Sí, puede elogiar demasiado a un niño, pero es un error fácil de evitar

Hay un área de bloqueo dorado de elogios de los padres que existe en algún lugar entre el encuadre orgulloso del trabajo escolar de la clase C y un encogimiento de hombros indiferente en respuesta a una A +. Puede ser difícil para los padres encontrar felicitaciones para los niños que están en forma. Alabar demasiado y podría criar a un idiota egoísta, titulado. Alabado sea muy poco y un necio necesitado y justificado podría crecer. Pero el truco no es mantener una cuenta corriente, sino darle a un niño y reconocer el momento adecuado (y la forma correcta) para aprobar.

«Sí, los niños necesitan reconocimiento, pero lo hemos extendido demasiado», dice Michele Borba, autora UnSelfie: Por qué los niños empáticos tienen éxito en nuestro mundo sobre mí. «El elogio puede aumentar el carácter o aumentar el narcisismo».

El problema, explica Borba, es que el narcisismo tiende a actuar contra la empatía, porque los niños que se enfocan exclusivamente en sí mismos deben tener problemas para meterse en la piel de otra persona. La mejor manera de abordar esta dicotomía no es erradicar el narcisismo (los niños deben ser algo egocéntricos para sobrevivir y crecer), sino fomentando la empatía. Una forma de hacer esto es muestre a los niños que sus acciones tienen consecuencias para los demás. Muchos padres consideran que esto se hace mejor mediante el castigo. Pero los estudios sugieren que los elogios funcionan aún mejor, siempre que sean puntuales y específicos.

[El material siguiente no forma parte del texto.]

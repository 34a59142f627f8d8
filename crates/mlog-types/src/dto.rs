//! Request and response DTOs for the dashboard API, plus job and notice types.

use crate::{Classification, LogCandidate, PayloadEnvelope, Record, WriterSession};
use serde::{Deserialize, Serialize};

/// Default number of records per dashboard page.
pub const DEFAULT_PAGE_SIZE: u32 = 10;

/// Base response envelope.
#[derive(Debug, Clone, Serialize, Deserialize)]
pub struct BaseResponse<T> {
    #[serde(default = "default_code")]
    pub code: i32,
    pub message: String,
    #[serde(default)]
    pub data: Option<T>,
}

fn default_code() -> i32 {
    200
}

impl<T> BaseResponse<T> {
    pub fn ok(data: T) -> Self {
        Self {
            code: 200,
            message: "Success".to_string(),
            data: Some(data),
        }
    }

    pub fn error(code: i32, message: impl Into<String>) -> Self {
        Self {
            code,
            message: message.into(),
            data: None,
        }
    }
}

/// Search, filter, and pagination over loaded records.
#[derive(Debug, Clone, Default, Serialize, Deserialize)]
pub struct LogQuery {
    /// Case-insensitive substring matched against id, category, and classification.
    #[serde(default)]
    pub search: Option<String>,
    #[serde(default)]
    pub status: Option<Classification>,
    /// 1-based.
    #[serde(default)]
    pub page: Option<u32>,
    #[serde(default)]
    pub page_size: Option<u32>,
}

/// One page of records, newest first.
#[derive(Debug, Clone, Serialize, Deserialize)]
pub struct LogPage {
    pub items: Vec<Record>,
    /// Matches across all pages.
    pub total: usize,
    pub page: u32,
    pub page_size: u32,
    pub total_pages: u32,
}

/// Summary counts behind the dashboard chart.
#[derive(Debug, Clone, Default, PartialEq, Serialize, Deserialize)]
pub struct LogStats {
    pub total: usize,
    pub normal: usize,
    pub warning: usize,
    pub critical: usize,
    pub average_score: f64,
}

/// Append request body (`POST /logs`).
#[derive(Debug, Clone, Serialize, Deserialize)]
pub struct AppendRequest {
    #[serde(alias = "machineId")]
    pub machine_id: String,
    #[serde(alias = "rawPayload")]
    pub data: String,
    #[serde(alias = "anomalyScore")]
    pub anomaly_score: u8,
    #[serde(default = "default_async_mode")]
    pub async_mode: String,
}

fn default_async_mode() -> String {
    "sync".to_string()
}

impl AppendRequest {
    pub fn candidate(&self) -> LogCandidate {
        LogCandidate {
            category: self.machine_id.clone(),
            raw_payload: self.data.clone(),
            score: self.anomaly_score,
        }
    }

    pub fn is_async(&self) -> bool {
        self.async_mode == "async"
    }
}

/// Connect request body (`POST /session/connect`).
#[derive(Debug, Clone, Serialize, Deserialize)]
pub struct ConnectRequest {
    pub account: String,
}

/// Reveal request body (`POST /logs/reveal`).
#[derive(Debug, Clone, Serialize, Deserialize)]
pub struct RevealRequest {
    pub id: String,
}

#[derive(Debug, Clone, Serialize, Deserialize)]
pub struct AvailabilityData {
    pub available: bool,
}

pub type AppendResponse = BaseResponse<serde_json::Value>;
pub type LogPageResponse = BaseResponse<LogPage>;
pub type LogStatsResponse = BaseResponse<LogStats>;
pub type SessionResponse = BaseResponse<WriterSession>;
pub type RevealResponse = BaseResponse<PayloadEnvelope>;
pub type AvailabilityResponse = BaseResponse<AvailabilityData>;
pub type JobStatusResponse = BaseResponse<Job>;
pub type NoticeListResponse = BaseResponse<Vec<Notice>>;

/// Status of an append job.
#[derive(Debug, Clone, Copy, PartialEq, Eq, Serialize, Deserialize)]
#[serde(rename_all = "lowercase")]
pub enum JobStatus {
    Pending,
    Running,
    Done,
    Failed,
}

/// Append job record (for async submissions).
#[derive(Debug, Clone, Serialize, Deserialize)]
pub struct Job {
    pub job_id: String,
    pub status: JobStatus,
    /// Id of the committed record once the job is done.
    #[serde(skip_serializing_if = "Option::is_none")]
    pub record_id: Option<String>,
    pub created_at: String,
    pub updated_at: String,
    #[serde(skip_serializing_if = "Option::is_none")]
    pub result_summary: Option<serde_json::Value>,
}

#[derive(Debug, Clone, Copy, PartialEq, Eq, Serialize, Deserialize)]
#[serde(rename_all = "lowercase")]
pub enum NoticeKind {
    Pending,
    Success,
    Error,
}

/// Transient status notification; expires after the board's fixed interval.
#[derive(Debug, Clone, Serialize, Deserialize)]
pub struct Notice {
    pub id: String,
    pub kind: NoticeKind,
    pub message: String,
    pub created_at: String,
    pub expires_at: String,
}

#[cfg(test)]
mod tests {
    use super::*;

    #[test]
    fn append_request_accepts_dashboard_field_names() {
        let req: AppendRequest = serde_json::from_str(
            r#"{"machineId":"press-7","rawPayload":"temp=88","anomalyScore":85}"#,
        )
        .unwrap();
        assert_eq!(req.machine_id, "press-7");
        assert!(!req.is_async());
        let c = req.candidate();
        assert_eq!(c.raw_payload, "temp=88");
        assert_eq!(c.score, 85);
    }

    #[test]
    fn log_query_status_is_lowercase() {
        let q: LogQuery = serde_json::from_str(r#"{"status":"warning","page":2}"#).unwrap();
        assert_eq!(q.status, Some(Classification::Warning));
        assert_eq!(q.page, Some(2));
        assert!(q.search.is_none());
    }
}
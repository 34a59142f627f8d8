//! Append scheduler and transient status notices.

mod memory;
mod notice;
mod trait_;

pub use memory::InMemoryScheduler;
pub use notice::{NoticeBoard, DEFAULT_NOTICE_TTL};
pub use trait_::{Scheduler, SchedulerError};
//! Records, classification, and the values stored under reserved contract keys.

use crate::LogStoreError;
use serde::{Deserialize, Serialize};

/// Reserved key holding the directory of all known record ids.
pub const DIRECTORY_KEY: &str = "log_keys";

/// Prefix of the per-record key (`log_<id>`).
pub const RECORD_KEY_PREFIX: &str = "log_";

/// Highest accepted anomaly score.
pub const MAX_SCORE: u8 = 100;

/// Derived key under which the record with `id` is stored.
pub fn record_key(id: &str) -> String {
    format!("{}{}", RECORD_KEY_PREFIX, id)
}

/// Classification label derived from an anomaly score.
#[derive(Debug, Clone, Copy, PartialEq, Eq, Hash, Default, Serialize, Deserialize)]
#[serde(rename_all = "lowercase")]
pub enum Classification {
    #[default]
    Normal,
    Warning,
    Critical,
}

impl Classification {
    /// `> 70` is critical, `(30, 70]` is warning, everything else normal.
    pub fn from_score(score: u8) -> Self {
        if score > 70 {
            Classification::Critical
        } else if score > 30 {
            Classification::Warning
        } else {
            Classification::Normal
        }
    }

    pub fn as_str(self) -> &'static str {
        match self {
            Classification::Normal => "normal",
            Classification::Warning => "warning",
            Classification::Critical => "critical",
        }
    }

    /// Parse a label case-insensitively; unknown labels yield `None`.
    pub fn parse(label: &str) -> Option<Self> {
        match label.trim().to_ascii_lowercase().as_str() {
            "normal" => Some(Classification::Normal),
            "warning" => Some(Classification::Warning),
            "critical" => Some(Classification::Critical),
            _ => None,
        }
    }
}

impl std::fmt::Display for Classification {
    fn fmt(&self, f: &mut std::fmt::Formatter<'_>) -> std::fmt::Result {
        f.write_str(self.as_str())
    }
}

/// Input of an append: what the operator submits from the log form.
#[derive(Debug, Clone, PartialEq, Eq, Serialize, Deserialize)]
pub struct LogCandidate {
    /// Machine id the log belongs to.
    pub category: String,
    pub raw_payload: String,
    pub score: u8,
}

impl LogCandidate {
    /// Reject an empty machine id or an out-of-range score.
    pub fn validate(&self) -> Result<(), LogStoreError> {
        if self.category.trim().is_empty() {
            return Err(LogStoreError::InvalidInput(
                "machine id must not be empty".to_string(),
            ));
        }
        if self.score > MAX_SCORE {
            return Err(LogStoreError::InvalidInput(format!(
                "anomaly score must be within 0..={}, got {}",
                MAX_SCORE, self.score
            )));
        }
        Ok(())
    }
}

/// One committed machine-log entry as surfaced to callers.
#[derive(Debug, Clone, PartialEq, Eq, Serialize, Deserialize)]
pub struct Record {
    pub id: String,
    /// Protected payload, as stored.
    pub payload: String,
    /// Unix seconds.
    pub timestamp: u64,
    pub category: String,
    pub classification: Classification,
    pub score: u8,
}

impl Record {
    pub fn from_stored(id: impl Into<String>, stored: StoredRecord) -> Self {
        Self {
            id: id.into(),
            payload: stored.data,
            timestamp: stored.timestamp,
            category: stored.machine_id,
            classification: stored.status,
            score: stored.anomaly_score,
        }
    }

    pub fn to_stored(&self) -> StoredRecord {
        StoredRecord {
            data: self.payload.clone(),
            timestamp: self.timestamp,
            machine_id: self.category.clone(),
            status: self.classification,
            anomaly_score: self.score,
        }
    }
}

/// Value stored under `log_<id>`.
#[derive(Debug, Clone, PartialEq, Eq, Serialize, Deserialize)]
pub struct StoredRecord {
    pub data: String,
    pub timestamp: u64,
    #[serde(rename = "machineId")]
    pub machine_id: String,
    pub status: Classification,
    #[serde(rename = "anomalyScore")]
    pub anomaly_score: u8,
}

impl StoredRecord {
    /// Decode a stored value. Empty bytes mean the key is unset and decode to `None`;
    /// an out-of-range score is treated as malformed.
    pub fn decode(bytes: &[u8]) -> Result<Option<Self>, serde_json::Error> {
        if bytes.is_empty() {
            return Ok(None);
        }
        let stored: StoredRecord = serde_json::from_slice(bytes)?;
        if stored.anomaly_score > MAX_SCORE {
            return Err(serde::de::Error::custom(format!(
                "anomalyScore out of range: {}",
                stored.anomaly_score
            )));
        }
        Ok(Some(stored))
    }

    pub fn encode(&self) -> Result<Vec<u8>, serde_json::Error> {
        serde_json::to_vec(self)
    }
}

/// Ordered list of record ids stored under [`DIRECTORY_KEY`].
#[derive(Debug, Clone, Default, PartialEq, Eq, Serialize, Deserialize)]
#[serde(transparent)]
pub struct Directory(pub Vec<String>);

impl Directory {
    /// Decode the directory value; empty bytes are an empty directory.
    pub fn decode(bytes: &[u8]) -> Result<Self, serde_json::Error> {
        if bytes.is_empty() {
            return Ok(Self::default());
        }
        serde_json::from_slice(bytes)
    }

    pub fn encode(&self) -> Result<Vec<u8>, serde_json::Error> {
        serde_json::to_vec(self)
    }

    pub fn ids(&self) -> &[String] {
        &self.0
    }

    pub fn len(&self) -> usize {
        self.0.len()
    }

    pub fn is_empty(&self) -> bool {
        self.0.is_empty()
    }

    /// Append `id` unless it is already listed.
    pub fn push(&mut self, id: &str) {
        if !self.0.iter().any(|existing| existing == id) {
            self.0.push(id.to_string());
        }
    }
}

/// Structure the codec protects: category, raw payload, and score of the submission.
#[derive(Debug, Clone, PartialEq, Eq, Serialize, Deserialize)]
pub struct PayloadEnvelope {
    #[serde(rename = "machineId")]
    pub category: String,
    #[serde(rename = "data")]
    pub payload: String,
    #[serde(rename = "anomalyScore")]
    pub score: u8,
}

impl From<&LogCandidate> for PayloadEnvelope {
    fn from(c: &LogCandidate) -> Self {
        Self {
            category: c.category.clone(),
            payload: c.raw_payload.clone(),
            score: c.score,
        }
    }
}

#[cfg(test)]
mod tests {
    use super::*;

    #[test]
    fn classification_boundaries() {
        assert_eq!(Classification::from_score(0), Classification::Normal);
        assert_eq!(Classification::from_score(30), Classification::Normal);
        assert_eq!(Classification::from_score(31), Classification::Warning);
        assert_eq!(Classification::from_score(70), Classification::Warning);
        assert_eq!(Classification::from_score(71), Classification::Critical);
        assert_eq!(Classification::from_score(100), Classification::Critical);
    }

    #[test]
    fn classification_matches_thresholds_for_every_score() {
        for s in 0..=MAX_SCORE {
            let expected = if s > 70 {
                Classification::Critical
            } else if s > 30 {
                Classification::Warning
            } else {
                Classification::Normal
            };
            assert_eq!(Classification::from_score(s), expected, "score {}", s);
        }
    }

    #[test]
    fn candidate_validation_bounds() {
        let mut c = LogCandidate {
            category: "press-7".to_string(),
            raw_payload: "temp=88".to_string(),
            score: MAX_SCORE,
        };
        assert!(c.validate().is_ok());
        c.score = 150;
        assert!(matches!(c.validate(), Err(LogStoreError::InvalidInput(_))));
        c.score = 0;
        c.category = " ".to_string();
        assert!(matches!(c.validate(), Err(LogStoreError::InvalidInput(_))));
    }

    #[test]
    fn stored_record_uses_dashboard_field_names() {
        let stored = StoredRecord {
            data: "FHE:abc".to_string(),
            timestamp: 1_700_000_000,
            machine_id: "press-7".to_string(),
            status: Classification::Critical,
            anomaly_score: 85,
        };
        let v: serde_json::Value = serde_json::from_slice(&stored.encode().unwrap()).unwrap();
        assert_eq!(v["machineId"], "press-7");
        assert_eq!(v["status"], "critical");
        assert_eq!(v["anomalyScore"], 85);
        assert_eq!(v["timestamp"], 1_700_000_000u64);
        assert_eq!(v["data"], "FHE:abc");
    }

    #[test]
    fn stored_record_decode_handles_unset_and_garbage() {
        assert!(StoredRecord::decode(b"").unwrap().is_none());
        assert!(StoredRecord::decode(b"not json").is_err());
        let out_of_range =
            br#"{"data":"x","timestamp":1,"machineId":"m","status":"normal","anomalyScore":101}"#;
        assert!(StoredRecord::decode(out_of_range).is_err());
    }

    #[test]
    fn directory_is_a_plain_json_array() {
        let mut dir = Directory::decode(b"").unwrap();
        assert!(dir.is_empty());
        dir.push("a");
        dir.push("b");
        dir.push("a");
        assert_eq!(dir.encode().unwrap(), br#"["a","b"]"#.to_vec());
        assert!(Directory::decode(br#"{"a":1}"#).is_err());
    }

    #[test]
    fn record_key_is_prefixed() {
        assert_eq!(record_key("1700abc"), "log_1700abc");
    }
}
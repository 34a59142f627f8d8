//! HTTP client for a JSON gateway fronting the on-chain key-value contract.

use mlog_types::{ContractError, KvContract, WriterSession};
use serde::Deserialize;

#[derive(Debug, Deserialize)]
struct AvailableResponse {
    available: bool,
}

#[derive(Debug, Deserialize)]
struct DataResponse {
    /// `0x`-prefixed hex; empty or `0x` when the key is unset.
    #[serde(default)]
    value: Option<String>,
}

/// KvContract that calls a gateway exposing `GET /available`, `GET /data/{key}`
/// and `POST /data/{key}`.
pub struct HttpContract {
    client: reqwest::Client,
    base_url: String,
}

impl HttpContract {
    pub fn new(base_url: impl Into<String>) -> Self {
        Self {
            client: reqwest::Client::new(),
            base_url: base_url.into().trim_end_matches('/').to_string(),
        }
    }

    pub fn from_env() -> Self {
        let url = std::env::var("MLOG_CONTRACT_URL")
            .unwrap_or_else(|_| "http://127.0.0.1:8545/kv".to_string());
        Self::new(url)
    }

    /// `{base}/data/{key}` with `key` percent-encoded as a single path segment.
    fn data_url(&self, key: &str) -> Result<reqwest::Url, ContractError> {
        let mut url = reqwest::Url::parse(&self.base_url)
            .map_err(|e| ContractError::Other(format!("bad gateway url: {}", e)))?;
        {
            let mut segments = url.path_segments_mut().map_err(|_| {
                ContractError::Other(format!("gateway url cannot be a base: {}", self.base_url))
            })?;
            segments.pop_if_empty().extend(["data", key]);
        }
        Ok(url)
    }
}

fn decode_hex_value(value: Option<String>) -> Result<Vec<u8>, ContractError> {
    let raw = value.unwrap_or_default();
    let digits = raw.strip_prefix("0x").unwrap_or(&raw);
    if digits.is_empty() {
        return Ok(Vec::new());
    }
    hex::decode(digits).map_err(|e| ContractError::Other(format!("bad hex from gateway: {}", e)))
}

#[async_trait::async_trait]
impl KvContract for HttpContract {
    async fn is_available(&self) -> Result<bool, ContractError> {
        let res = self
            .client
            .get(format!("{}/available", self.base_url))
            .send()
            .await
            .map_err(|e| ContractError::Unreachable(e.to_string()))?;
        if !res.status().is_success() {
            return Ok(false);
        }
        let parsed: AvailableResponse = res
            .json()
            .await
            .map_err(|e| ContractError::Other(e.to_string()))?;
        Ok(parsed.available)
    }

    async fn get_data(&self, key: &str) -> Result<Vec<u8>, ContractError> {
        let res = self
            .client
            .get(self.data_url(key)?)
            .send()
            .await
            .map_err(|e| ContractError::Unreachable(e.to_string()))?;
        let status = res.status();
        if status == reqwest::StatusCode::NOT_FOUND {
            return Ok(Vec::new());
        }
        let body = res
            .text()
            .await
            .map_err(|e| ContractError::Unreachable(e.to_string()))?;
        if !status.is_success() {
            return Err(ContractError::Other(format!(
                "gateway error {}: {}",
                status, body
            )));
        }
        let parsed: DataResponse =
            serde_json::from_str(&body).map_err(|e| ContractError::Other(e.to_string()))?;
        decode_hex_value(parsed.value)
    }

    async fn set_data(
        &self,
        session: &WriterSession,
        key: &str,
        value: &[u8],
    ) -> Result<(), ContractError> {
        let body = serde_json::json!({
            "value": format!("0x{}", hex::encode(value)),
            "from": session.account,
        });
        let res = self
            .client
            .post(self.data_url(key)?)
            .json(&body)
            .send()
            .await
            .map_err(|e| ContractError::Unreachable(e.to_string()))?;
        let status = res.status();
        if status.is_success() {
            return Ok(());
        }
        if status == reqwest::StatusCode::FORBIDDEN {
            return Err(ContractError::Declined);
        }
        let body = res.text().await.unwrap_or_default();
        Err(ContractError::Rejected(format!("{}: {}", status, body)))
    }
}
impl<C, P> IndexedLogStore<C, P>
where
    C: KvContract,
    P: PayloadCodec,
{
    pub fn new(contract: C, codec: P) -> Self {
        Self { contract, codec }
    }

    /// Decode a directory value; malformed content is logged and read as empty.
    fn decode_directory(bytes: &[u8]) -> Directory {
        Directory::decode(bytes).unwrap_or_else(|e| {
            tracing::warn!(error = %e, "malformed directory value, treating as empty");
            Directory::default()
        })
    }

    /// Read one listed record. Missing or malformed values yield `None`.
    async fn read_record(&self, id: &str) -> Option<Record> {
        let key = record_key(id);
        let bytes = match self.contract.get_data(&key).await {
            Ok(b) => b,
            Err(e) => {
                tracing::warn!(key = %key, error = %e, "record read failed, skipping");
                return None;
            }
        };
        match StoredRecord::decode(&bytes) {
            Ok(Some(stored)) => Some(Record::from_stored(id, stored)),
            Ok(None) => {
                tracing::warn!(key = %key, "listed record has no stored value, skipping");
                None
            }
            Err(e) => {
                tracing::warn!(key = %key, error = %e, "malformed record value, skipping");
                None
            }
        }
    }

    fn enter(phase: &mut AppendPhase, next: AppendPhase, id: &str) {
        tracing::debug!(record_id = %id, from = %phase, to = %next, "append phase");
        *phase = next;
    }

    async fn run_append(
        &self,
        session: &WriterSession,
        candidate: &LogCandidate,
        id: String,
        phase: &mut AppendPhase,
    ) -> Result<Record, LogStoreError> {
        Self::enter(phase, AppendPhase::Encoding, &id);
        let failed = |phase: AppendPhase, reason: String| LogStoreError::SubmissionFailed {
            phase,
            reason,
        };
        let payload = self
            .codec
            .protect(&PayloadEnvelope::from(candidate))
            .map_err(|e| failed(*phase, e.to_string()))?;
        let record = Record {
            id,
            payload,
            timestamp: Utc::now().timestamp().max(0) as u64,
            category: candidate.category.clone(),
            classification: Classification::from_score(candidate.score),
            score: candidate.score,
        };
        let value = record
            .to_stored()
            .encode()
            .map_err(|e| failed(*phase, e.to_string()))?;

        Self::enter(phase, AppendPhase::WritingRecord, &record.id);
        self.contract
            .set_data(session, &record_key(&record.id), &value)
            .await
            .map_err(|e| LogStoreError::from_contract(*phase, e))?;

        Self::enter(phase, AppendPhase::ReadingDirectory, &record.id);
        let current = self
            .contract
            .get_data(DIRECTORY_KEY)
            .await
            .map_err(|e| LogStoreError::from_contract(*phase, e))?;
        let mut directory = Self::decode_directory(&current);
        directory.push(&record.id);
        let encoded = directory
            .encode()
            .map_err(|e| failed(*phase, e.to_string()))?;

        Self::enter(phase, AppendPhase::WritingDirectory, &record.id);
        self.contract
            .set_data(session, DIRECTORY_KEY, &encoded)
            .await
            .map_err(|e| LogStoreError::from_contract(*phase, e))?;

        Self::enter(phase, AppendPhase::Done, &record.id);
        Ok(record)
    }
}

#[async_trait::async_trait]
impl<C, P> LogStore for IndexedLogStore<C, P>
where
    C: KvContract,
    P: PayloadCodec,
{
    async fn load_all(&self) -> LoadReport {
        match self.contract.is_available().await {
            Ok(true) => {}
            Ok(false) => {
                tracing::warn!("contract reports itself unavailable");
                return LoadReport::unavailable();
            }
            Err(e) => {
                tracing::warn!(error = %e, "availability probe failed");
                return LoadReport::unavailable();
            }
        }

        let directory = match self.contract.get_data(DIRECTORY_KEY).await {
            Ok(bytes) => Self::decode_directory(&bytes),
            Err(e) => {
                tracing::warn!(error = %e, "directory read failed");
                return LoadReport::unavailable();
            }
        };

        let mut seen = HashSet::new();
        let mut entries: Vec<(usize, Record)> = Vec::with_capacity(directory.len());
        let mut skipped = 0;
        for (pos, id) in directory.ids().iter().enumerate() {
            if !seen.insert(id.as_str()) {
                continue;
            }
            match self.read_record(id).await {
                Some(record) => entries.push((pos, record)),
                None => skipped += 1,
            }
        }
        // Newest first; equal timestamps keep later directory entries first.
        entries.sort_by(|(pa, a), (pb, b)| b.timestamp.cmp(&a.timestamp).then(pb.cmp(pa)));

        tracing::debug!(
            listed = directory.len(),
            loaded = entries.len(),
            skipped,
            "loaded records"
        );
        LoadReport {
            records: entries.into_iter().map(|(_, r)| r).collect(),
            available: true,
            skipped,
        }
    }

    async fn append(
        &self,
        session: Option<&WriterSession>,
        candidate: &LogCandidate,
    ) -> Result<Record, LogStoreError> {
        let session = session.ok_or(LogStoreError::NotConnected)?;
        candidate.validate()?;

        let id = generate_record_id();
        let mut phase = AppendPhase::Idle;
        match self
            .run_append(session, candidate, id.clone(), &mut phase)
            .await
        {
            Ok(record) => {
                tracing::info!(
                    record_id = %record.id,
                    machine_id = %record.category,
                    status = %record.classification,
                    account = %session.short_account(),
                    "log record committed"
                );
                Ok(record)
            }
            Err(e) => {
                tracing::warn!(
                    record_id = %id,
                    phase = %phase,
                    orphan = e.left_orphan(),
                    error = %e,
                    "append failed"
                );
                Err(e)
            }
        }
    }

    async fn check_availability(&self) -> bool {
        match self.contract.is_available().await {
            Ok(available) => available,
            Err(e) => {
                tracing::warn!(error = %e, "availability probe failed");
                false
            }
        }
    }

    fn reveal(&self, record: &Record) -> Result<PayloadEnvelope, LogStoreError> {
        Ok(self.codec.reveal(&record.payload)?)
    }
}
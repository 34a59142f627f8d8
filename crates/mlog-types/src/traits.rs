//! Traits for the key-value contract, the payload codec, and the log store.

use crate::{LogCandidate, PayloadEnvelope, Record, WriterSession};
use async_trait::async_trait;
use serde::{Deserialize, Serialize};

/// Generic on-chain key-value contract (`isAvailable`, `getData`, `setData`).
#[async_trait]
pub trait KvContract: Send + Sync {
    /// The contract's own availability probe.
    async fn is_available(&self) -> Result<bool, ContractError>;

    /// Value under `key`; empty when the key is unset.
    async fn get_data(&self, key: &str) -> Result<Vec<u8>, ContractError>;

    /// Write `value` under `key`, authorized by `session`.
    async fn set_data(
        &self,
        session: &WriterSession,
        key: &str,
        value: &[u8],
    ) -> Result<(), ContractError>;
}

/// Reversible transform applied to a record's payload before storage.
pub trait PayloadCodec: Send + Sync {
    fn protect(&self, envelope: &PayloadEnvelope) -> Result<String, CodecError>;

    fn reveal(&self, protected: &str) -> Result<PayloadEnvelope, CodecError>;
}

/// Outcome of reading every directory-listed record.
#[derive(Debug, Clone, Default, Serialize, Deserialize)]
pub struct LoadReport {
    /// Newest first.
    pub records: Vec<Record>,
    /// False when the store reported itself unavailable or could not be reached.
    pub available: bool,
    /// Listed ids whose record was missing or malformed.
    pub skipped: usize,
}

impl LoadReport {
    pub fn unavailable() -> Self {
        Self {
            records: Vec::new(),
            available: false,
            skipped: 0,
        }
    }
}

/// Step of a single append; failures carry the step they happened in.
#[derive(Debug, Clone, Copy, PartialEq, Eq, Serialize, Deserialize)]
#[serde(rename_all = "snake_case")]
pub enum AppendPhase {
    Idle,
    Encoding,
    WritingRecord,
    ReadingDirectory,
    WritingDirectory,
    Done,
}

impl AppendPhase {
    pub fn as_str(self) -> &'static str {
        match self {
            AppendPhase::Idle => "idle",
            AppendPhase::Encoding => "encoding",
            AppendPhase::WritingRecord => "writing_record",
            AppendPhase::ReadingDirectory => "reading_directory",
            AppendPhase::WritingDirectory => "writing_directory",
            AppendPhase::Done => "done",
        }
    }
}

impl std::fmt::Display for AppendPhase {
    fn fmt(&self, f: &mut std::fmt::Formatter<'_>) -> std::fmt::Result {
        f.write_str(self.as_str())
    }
}

/// Indexed record store: read-all, append-one, availability.
#[async_trait]
pub trait LogStore: Send + Sync {
    async fn load_all(&self) -> LoadReport;

    async fn append(
        &self,
        session: Option<&WriterSession>,
        candidate: &LogCandidate,
    ) -> Result<Record, LogStoreError>;

    async fn check_availability(&self) -> bool;

    /// Decode a record's protected payload.
    fn reveal(&self, record: &Record) -> Result<PayloadEnvelope, LogStoreError>;
}

#[derive(Debug, Clone, thiserror::Error, PartialEq, Eq)]
pub enum ContractError {
    #[error("contract unreachable: {0}")]
    Unreachable(String),
    #[error("authorization declined by user")]
    Declined,
    #[error("write rejected: {0}")]
    Rejected(String),
    #[error("contract error: {0}")]
    Other(String),
}

#[derive(Debug, Clone, thiserror::Error, PartialEq, Eq)]
pub enum CodecError {
    #[error("malformed protected payload: {0}")]
    Malformed(String),
    #[error("codec error: {0}")]
    Other(String),
}

#[derive(Debug, Clone, thiserror::Error, PartialEq, Eq)]
pub enum LogStoreError {
    #[error("not connected: connect a wallet before writing")]
    NotConnected,
    #[error("invalid input: {0}")]
    InvalidInput(String),
    #[error("user declined authorization while {phase}")]
    Declined { phase: AppendPhase },
    #[error("submission failed while {phase}: {reason}")]
    SubmissionFailed { phase: AppendPhase, reason: String },
    #[error("codec: {0}")]
    Codec(#[from] CodecError),
}

impl LogStoreError {
    /// Classify a contract failure raised during `phase`.
    pub fn from_contract(phase: AppendPhase, err: ContractError) -> Self {
        match err {
            ContractError::Declined => LogStoreError::Declined { phase },
            other => LogStoreError::SubmissionFailed {
                phase,
                reason: other.to_string(),
            },
        }
    }

    pub fn phase(&self) -> Option<AppendPhase> {
        match self {
            LogStoreError::Declined { phase } | LogStoreError::SubmissionFailed { phase, .. } => {
                Some(*phase)
            }
            _ => None,
        }
    }

    pub fn is_declined(&self) -> bool {
        matches!(self, LogStoreError::Declined { .. })
    }

    /// True when the failed append had already written its record, leaving it
    /// stored but absent from the directory.
    pub fn left_orphan(&self) -> bool {
        matches!(
            self.phase(),
            Some(AppendPhase::ReadingDirectory) | Some(AppendPhase::WritingDirectory)
        )
    }
}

«Eres un ser humano maravilloso, es algo nebuloso», dice Borba. «Idealmente, su elogio debe ir dirigido al carácter de sus hijos. Si lo nombra, funcionará mejor para usted ”. Esto significa que los padres deben reconocer y elogiar los casos de bondad, respeto, consideración y respeto, llamando a esos comportamientos por su nombre.

Los padres también deben especificar cómo reconocen el comportamiento estelar. La palabra mágica es «porque», como en, Wow, eres tan respetuoso porque Esperaste pacientemente a que terminara de hablar con el Sr. Smith antes de hacer mi pregunta.. Y cuando los padres elogian, deben tener cuidado de no exagerar. Borba explica que cuando el elogio celoso se vuelve demasiado común, se vuelve húmedo y sin sentido para el niño. «Algunos padres son un poco más cautelosos cuando elogian», dice Borba. «Y cuando alabo, se ve la alegría del niño porque se gana, se lo merece».

«Tiene que ser genuino y ganado», dice Borba. «No por heckuvit, sino porque el niño hizo algo bien».

¿Cómo saben los padres si sus elogios funcionan? El niño sigue haciéndolo bien, feliz y sin elogios. El comportamiento se ha normalizado y actualizado. Se integra en el tejido de la vida familiar cotidiana. Cuando un niño exige atención a cambio de comportamiento, el padre debe repensar su estrategia. «Si escuchas mucho, ‘¿No hice un buen trabajo?’ «Significa que espera elogios», dice Borba. Esto puede venir con requisitos de recompensa física si el padre ha presentado más que un elogio. «Tenga cuidado, porque si esperan la calcomanía, esperarán a Lexus pronto».